Нам пришлось пройти почти через весь дом. Семья Кастельнуово жила в просторном доме с тяжелыми коврами и занавесями, здесь все сверкало чистотой, повсюду царил полумрак, мне казалось, что дом этот выглядит, как заграничный. Например, в гостиной стояли в коричневом футляре часы с маятником, с золотыми стрелками, а вместо цифр – квадратные ивритские буквы от «алеф» до «юд-бет» (от одного до двенадцати). Вдоль стен тянулись низкие стеллажи, уставленные антикварными изделиями из дерева и чистого серебра. Был там даже серебряный крокодил, стоило потянуть его за хвост и слегка нажать – и вот уже челюсти крокодила раскалывают орехи, одаряя ядрами гостей дома Кастельнуово. Дверь, соединявшую гостиную со столовой, днем и ночью сторожил Цезарио, пес с лохматой шерстью и оскаленными клыками, набитый сушеными морскими водорослями и глядевший на мир черными пуговицами вместо глаз.

В столовой стоял огромный стол красного дерева, на толстые ноги которого были надеты войлочные «носки». Золотыми буквами на стене столовой сияла надпись: "Кто взойдет на гору Господню и кто станет на святом месте Его?" Ответ на этот вопрос был девизом семьи Кастельнуово, и на противоположной стене, вокруг семейного герба – голубого оленя, несущего на рогах два "щита Давидова", – было написано: "Неповинные руки и чистое сердце".

Из столовой стеклянная дверь вела в маленькую комнату, называвшуюся «курительной», одну стену которой занимала огромная картина: портрет женщины в роскошном батистовом платье; шелковая шаль закрывала большую часть ее лица, оставляя открытыми прекрасные черные глаза; белой рукой она подавала золотую монету нищему.

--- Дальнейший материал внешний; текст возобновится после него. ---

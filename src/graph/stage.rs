//! Injection Point Definitions
//!
//! `InjectionPoint` names the fixed, ordered set of points of the host render
//! pipeline at which feature passes can be inserted.

use serde::{Deserialize, Serialize};

/// Pipeline injection point.
///
/// Passes enqueued at an earlier point run before passes at a later point;
/// passes at the same point run in insertion order.
///
/// | Point | Runs |
/// |-------|------|
/// | `BeforeRendering` | before anything is drawn for the camera |
/// | `BeforeRenderingShadows` / `AfterRenderingShadows` | around shadow maps |
/// | `BeforeRenderingPrePasses` / `AfterRenderingPrePasses` | around depth/normal pre-passes |
/// | `BeforeRenderingOpaques` / `AfterRenderingOpaques` | around opaque geometry |
/// | `BeforeRenderingSkybox` / `AfterRenderingSkybox` | around the skybox |
/// | `BeforeRenderingTransparents` / `AfterRenderingTransparents` | around blended geometry |
/// | `BeforeRenderingPostProcessing` / `AfterRenderingPostProcessing` | around the post stack |
/// | `AfterRendering` | after everything else |
#[derive(
    Debug, Hash, PartialEq, Eq, Clone, Copy, PartialOrd, Ord, Default, Serialize, Deserialize,
)]
#[repr(u8)]
pub enum InjectionPoint {
    BeforeRendering = 0,
    BeforeRenderingShadows = 1,
    AfterRenderingShadows = 2,
    BeforeRenderingPrePasses = 3,
    AfterRenderingPrePasses = 4,
    BeforeRenderingOpaques = 5,
    AfterRenderingOpaques = 6,
    BeforeRenderingSkybox = 7,
    AfterRenderingSkybox = 8,
    BeforeRenderingTransparents = 9,
    AfterRenderingTransparents = 10,
    BeforeRenderingPostProcessing = 11,
    AfterRenderingPostProcessing = 12,
    #[default]
    AfterRendering = 13,
}

impl InjectionPoint {
    /// Returns the numeric index of the point (used for sorting).
    #[inline]
    #[must_use]
    pub const fn order(self) -> u8 {
        self as u8
    }

    /// Point name (for debugging).
    #[inline]
    #[must_use]
    pub const fn name(self) -> &'static str {
        match self {
            Self::BeforeRendering => "BeforeRendering",
            Self::BeforeRenderingShadows => "BeforeRenderingShadows",
            Self::AfterRenderingShadows => "AfterRenderingShadows",
            Self::BeforeRenderingPrePasses => "BeforeRenderingPrePasses",
            Self::AfterRenderingPrePasses => "AfterRenderingPrePasses",
            Self::BeforeRenderingOpaques => "BeforeRenderingOpaques",
            Self::AfterRenderingOpaques => "AfterRenderingOpaques",
            Self::BeforeRenderingSkybox => "BeforeRenderingSkybox",
            Self::AfterRenderingSkybox => "AfterRenderingSkybox",
            Self::BeforeRenderingTransparents => "BeforeRenderingTransparents",
            Self::AfterRenderingTransparents => "AfterRenderingTransparents",
            Self::BeforeRenderingPostProcessing => "BeforeRenderingPostProcessing",
            Self::AfterRenderingPostProcessing => "AfterRenderingPostProcessing",
            Self::AfterRendering => "AfterRendering",
        }
    }
}

#[cfg(test)]
mod tests {
    use super::*;

    #[test]
    fn test_injection_point_ordering() {
        assert!(InjectionPoint::BeforeRendering < InjectionPoint::AfterRenderingShadows);
        assert!(InjectionPoint::AfterRenderingOpaques < InjectionPoint::BeforeRenderingSkybox);
        assert!(
            InjectionPoint::AfterRenderingTransparents
                < InjectionPoint::BeforeRenderingPostProcessing
        );
        assert!(InjectionPoint::AfterRenderingPostProcessing < InjectionPoint::AfterRendering);
        assert_eq!(InjectionPoint::default(), InjectionPoint::AfterRendering);
    }
}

Монета на картине так блестела, что маленькие огненные искорки разбегались от нее во все стороны. В углу картины примостился нищий в белой чистой накидке, белобородый, глаза закрыты, лицо излучает сияние. Под картиной, на дощечке из меди, было выгравировано простое объяснение всего происходящего: "Цдака".[20]20
  Цдака (иврит) – милость, благое дело, милостыня, справедливость. Это также довольно распространенная в Израиле фамилия, например, в телефонном справочнике Иерусалима указано более двадцати абонентов с фамилией Цдака.


[Закрыть]

Немало удивительных вещей было в этом доме. Например, Луиза, няня-армянка, приставленная к Альдо. Этой смуглой, очень вежливой девушке было лет шестнадцать-семнадцать, поверх ее голубого платья всегда был надет белый передник, и платье, и передник выглядели так, будто только что, сию минуту, их отгладили. Она разговаривала с Альдо по-итальянски и немедленно исполняла любые его приказы. И со мной она вела себя с превеликой учтивостью; обращаясь ко мне, она называла меня "молодой господин", иврит в ее устах звучал странно, словно, говоря на этом языке, она мечтала о чем-то, и иногда мне казалось, что я и в самом деле молодой господин. А вдруг она дочь той женщины, чей портрет украшал стену курительной комнаты? А если это не так – то как объяснить их поразительное сходство? И вообще «Цдака» – это название картины? Или имя той женщины, что на портрете? А быть может, так звали художницу, нарисовавшую картину? Еще когда мы учились во втором классе, была у нас учительница, которую звали Маргалит, а фамилия у неё была Цдака. Эта учительница решила, что Альдо следует называть еврейским именем Эльдад. Но, скажите, кто станет называть именем Эльдад мальчика, у которого в доме есть специальная курительная комната? (У нас в доме, в нашей двухкомнатной квартире с кухней и маленьким коридорчиком, были столы из простого дерева с плетеными стульями. Весной у нас расцветали анемоны и веточки миндаля в баночках из-под простокваши, а летом и осенью – ветки мирта в тех же баночках. На картине, висевшей в большой комнате, был изображен халуц[21]21
  Халуц (иврит) – первопроходец. Так называли поселенцев, прибывавших в конце XIX – начале XX вв. из Восточной Европы в Эрец-Исраэль.


[Закрыть]
с мотыгой на плече, почему-то лицо его было нарисовано на фоне кипарисовой аллеи.)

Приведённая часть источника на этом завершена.